Notes from the Revolution, 6/5/20

. . . a revolution of hearts and minds . . .

New York Governor Andrew Cuomo: "Who are we?  Where are we?  How did we get to this place?
Cuomo lays out a plan for police reform, and the necessity of avoiding false dilemmas.

This is the clearest, most intelligent response to the current crisis I've heard yet. Damn, why is Cuomo not President?

I should also tell you that when I first saw the video of 75-year-old Martin Gugino being violently knocked down by bully-boy police, I thought, "That could be me." I'm not all that much younger than he, and subject to stumble and fall on my own without any help from others. Though I must also say that your Head Trucker would not have the temerity to step in front of a marching phalanx of armed men as he did.

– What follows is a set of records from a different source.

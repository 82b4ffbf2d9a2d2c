//! Liveness endpoint for container orchestration.

use anyhow::{Context, Result};
use axum::{http::StatusCode, response::IntoResponse, routing::get, Json, Router};
use std::net::SocketAddr;
use tokio::net::TcpListener;
use tracing::{error, info};

pub fn health_router() -> Router {
    Router::new()
        .route("/", get(health_check))
        .route("/health", get(health_check))
}

async fn health_check() -> impl IntoResponse {
    (StatusCode::OK, Json(serde_json::json!({ "status": "ok" })))
}

/// Bind `addr` and serve the health routes in a background task
pub async fn spawn_health_server(addr: SocketAddr) -> Result<tokio::task::JoinHandle<()>> {
    let listener = TcpListener::bind(addr)
        .await
        .with_context(|| format!("Failed to bind health server on {addr}"))?;
    info!(%addr, "Health endpoint listening");

    Ok(tokio::spawn(async move {
        if let Err(e) = axum::serve(listener, health_router()).await {
            error!(error = %e, "Health server stopped");
        }
    }))
}
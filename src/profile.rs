//! Profile domain types shared by the conversation flows, the matching engine
//! and the database layer.

use chrono::{DateTime, Utc};
use serde::{Deserialize, Serialize};

/// Regions offered by the paginated region picker. Stored verbatim.
pub const VALID_REGIONS: &[&str] = &[
    "Вінницька",
    "Волинська",
    "Дніпропетровська",
    "Донецька",
    "Житомирська",
    "Закарпатська",
    "Запорізька",
    "Івано-Франківська",
    "Київська",
    "Кіровоградська",
    "Луганська",
    "Львівська",
    "Миколаївська",
    "Одеська",
    "Полтавська",
    "Рівненська",
    "Сумська",
    "Тернопільська",
    "Харківська",
    "Херсонська",
    "Хмельницька",
    "Черкаська",
    "Чернівецька",
    "Чернігівська",
    "м. Київ",
];

/// Number of regions shown per page of the region picker
pub const REGIONS_PAGE_SIZE: usize = 8;

pub const STATUS_OPTIONS: &[&str] = &["Мама", "Вагітна"];

pub const INTEREST_OPTIONS: &[&str] = &[
    "Прогулянки з дітьми",
    "Спорт і фітнес",
    "Кулінарія",
    "Рукоділля",
    "Книги",
    "Подорожі",
    "Розвиток дітей",
    "Здоров'я та харчування",
    "Кава та спілкування",
    "Робота та бізнес",
];

/// Settlement a user lives in. A profile has a city or a village, never both.
#[derive(Clone, Debug, PartialEq, Eq, Serialize, Deserialize)]
pub enum Place {
    City(String),
    Village(String),
}

impl Place {
    pub fn name(&self) -> &str {
        match self {
            Place::City(name) | Place::Village(name) => name,
        }
    }

    /// Split into the `(city, village)` column pair
    pub fn into_columns(self) -> (Option<String>, Option<String>) {
        match self {
            Place::City(city) => (Some(city), None),
            Place::Village(village) => (None, Some(village)),
        }
    }
}

/// A stored user profile (one row of the `users` table)
#[derive(Clone, Debug, PartialEq, sqlx::FromRow)]
pub struct UserProfile {
    pub telegram_id: i64,
    pub name: Option<String>,
    pub username: Option<String>,
    pub nickname: Option<String>,
    pub region: Option<String>,
    pub city: Option<String>,
    pub village: Option<String>,
    pub age: Option<i32>,
    pub status: Option<String>,
    pub interests: Vec<String>,
    pub bio: Option<String>,
    pub language_code: String,
    pub created_at: DateTime<Utc>,
    pub updated_at: DateTime<Utc>,
}

impl UserProfile {
    /// Build an in-memory profile with only the identity populated.
    pub fn new(telegram_id: i64) -> Self {
        let now = Utc::now();
        Self {
            telegram_id,
            name: None,
            username: None,
            nickname: None,
            region: None,
            city: None,
            village: None,
            age: None,
            status: None,
            interests: Vec::new(),
            bio: None,
            language_code: crate::localization::DEFAULT_LANGUAGE.to_string(),
            created_at: now,
            updated_at: now,
        }
    }

    /// City takes precedence over village when both columns are somehow set.
    pub fn place(&self) -> Option<Place> {
        match (non_blank(&self.city), non_blank(&self.village)) {
            (Some(city), _) => Some(Place::City(city.to_string())),
            (None, Some(village)) => Some(Place::Village(village.to_string())),
            (None, None) => None,
        }
    }

    pub fn region(&self) -> Option<&str> {
        non_blank(&self.region)
    }

    pub fn status(&self) -> Option<&str> {
        non_blank(&self.status)
    }

    pub fn has_interests(&self) -> bool {
        !self.interests.is_empty()
    }

    pub fn shares_interest_with(&self, other: &UserProfile) -> bool {
        self.interests
            .iter()
            .any(|interest| other.interests.contains(interest))
    }
}

fn non_blank(value: &Option<String>) -> Option<&str> {
    value.as_deref().map(str::trim).filter(|s| !s.is_empty())
}

/// Answers collected by the creation wizard before the profile is committed
#[derive(Clone, Debug, Default, PartialEq, Serialize, Deserialize)]
pub struct ProfileDraft {
    pub name: Option<String>,
    pub nickname: Option<String>,
    pub region: Option<String>,
    pub place: Option<Place>,
    pub age: Option<i32>,
    pub status: Option<String>,
    pub interests: Vec<String>,
    pub bio: Option<String>,
}

/// A complete profile ready to be upserted
#[derive(Clone, Debug, PartialEq)]
pub struct NewProfile {
    pub telegram_id: i64,
    pub username: Option<String>,
    pub language_code: String,
    pub name: String,
    pub nickname: String,
    pub region: String,
    pub place: Place,
    pub age: i32,
    pub status: String,
    pub interests: Vec<String>,
    pub bio: String,
}

impl ProfileDraft {
    /// Turn the draft into a committable profile; fails with a template key
    /// when any answer is still missing.
    pub fn complete(
        self,
        telegram_id: i64,
        username: Option<String>,
        language_code: &str,
    ) -> Result<NewProfile, &'static str> {
        match self {
            ProfileDraft {
                name: Some(name),
                nickname: Some(nickname),
                region: Some(region),
                place: Some(place),
                age: Some(age),
                status: Some(status),
                interests,
                bio: Some(bio),
            } if !interests.is_empty() => Ok(NewProfile {
                telegram_id,
                username,
                language_code: language_code.to_string(),
                name,
                nickname,
                region,
                place,
                age,
                status,
                interests,
                bio,
            }),
            _ => Err("error-draft-incomplete"),
        }
    }
}

/// A single-field change produced by the edit flow
#[derive(Clone, Debug, PartialEq)]
pub enum ProfileUpdate {
    Name(String),
    Nickname(String),
    Location { region: String, place: Place },
    Age(i32),
    Status(String),
    Interests(Vec<String>),
    Bio(String),
}

/// Regions shown on the given picker page; out of range pages are clamped.
pub fn regions_page(page: usize) -> &'static [&'static str] {
    let page = page.min(last_regions_page());
    let start = page * REGIONS_PAGE_SIZE;
    let end = (start + REGIONS_PAGE_SIZE).min(VALID_REGIONS.len());
    &VALID_REGIONS[start..end]
}

pub fn last_regions_page() -> usize {
    VALID_REGIONS.len().div_ceil(REGIONS_PAGE_SIZE).saturating_sub(1)
}

pub fn status_emoji(status: Option<&str>) -> &'static str {
    let Some(status) = status else {
        return "👶";
    };
    let status = status.to_lowercase();
    if status.contains("мама") {
        "👩‍👧‍👦"
    } else if status.contains("вагіт") {
        "🤰"
    } else {
        "👶"
    }
}

#[cfg(test)]
mod tests {
    use super::*;

    #[test]
    fn test_place_prefers_city() {
        let mut profile = UserProfile::new(1);
        profile.city = Some("Львів".to_string());
        profile.village = Some("Зимна Вода".to_string());
        assert_eq!(profile.place(), Some(Place::City("Львів".to_string())));

        profile.city = Some("  ".to_string());
        assert_eq!(
            profile.place(),
            Some(Place::Village("Зимна Вода".to_string()))
        );
    }

    #[test]
    fn test_regions_pagination() {
        assert_eq!(regions_page(0).len(), REGIONS_PAGE_SIZE);
        assert_eq!(regions_page(0)[0], "Вінницька");
        assert_eq!(last_regions_page(), 3);
        assert_eq!(regions_page(3), &["м. Київ"]);
        // Clamped
        assert_eq!(regions_page(42), regions_page(3));
    }

    #[test]
    fn test_draft_completion() {
        let draft = ProfileDraft {
            name: Some("Олена".to_string()),
            nickname: Some("olena".to_string()),
            region: Some("Львівська".to_string()),
            place: Some(Place::City("Львів".to_string())),
            age: Some(31),
            status: Some("Мама".to_string()),
            interests: vec!["Книги".to_string()],
            bio: Some("Привіт".to_string()),
        };
        let profile = draft.clone().complete(7, None, "uk").unwrap();
        assert_eq!(profile.telegram_id, 7);
        assert_eq!(profile.place, Place::City("Львів".to_string()));

        let missing_interests = ProfileDraft {
            interests: Vec::new(),
            ..draft
        };
        assert_eq!(
            missing_interests.complete(7, None, "uk"),
            Err("error-draft-incomplete")
        );
    }

    #[test]
    fn test_status_emoji() {
        assert_eq!(status_emoji(Some("Мама")), "👩‍👧‍👦");
        assert_eq!(status_emoji(Some("Вагітна")), "🤰");
        assert_eq!(status_emoji(None), "👶");
    }
}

Unconscionable: California: Vallejo police kill unarmed 22-year-old, who was on his knees with his hands up

This, of course, is just one of many stories of egregious,sickening police savagery occurring, with most grievous irony, during this week of nationwide protests against police brutality. Unfortunately, I can't find videos of all of them in a format I can post here. But likely you have seen some on TV or the internet already. Police reform must be the first step of reformation and healing in this country. I can tell you, even from my very mild, infrequent brushes as an old white man with traffic cops in the last two decades, police in Texas have gotten very heavy handed and mighty damn arrogant. Who taught them to behave like that? I shudder to think what they have been like with blacks and other minorities, here and across the nation. No more!

Interesting:  Suddenly, Public Health Officials Say Social Justice Matters More Than Social Distance  Excerpt:
The experts maintain that their messages are consistent—that they were always flexible on Americans going outside, that they want protesters to take precautions and that they're prioritizing public health by demanding an urgent fix to systemic racism.

But their messages are also confounding to many who spent the spring strictly isolated on the advice of health officials, only to hear that the need might not be so absolute after all. It’s particularly nettlesome to conservative skeptics of the all-or-nothing approach to lockdown, who point out that many of those same public health experts—a group that tends to skew liberal—widely criticized activists who held largely outdoor protests against lockdowns in April and May, accusing demonstrators of posing a public health danger. Conservatives, who felt their own concerns about long-term economic damage or even mental health costs of lockdown were brushed aside just days or weeks ago, are increasingly asking whether these public health experts are letting their politics sway their health care recommendations.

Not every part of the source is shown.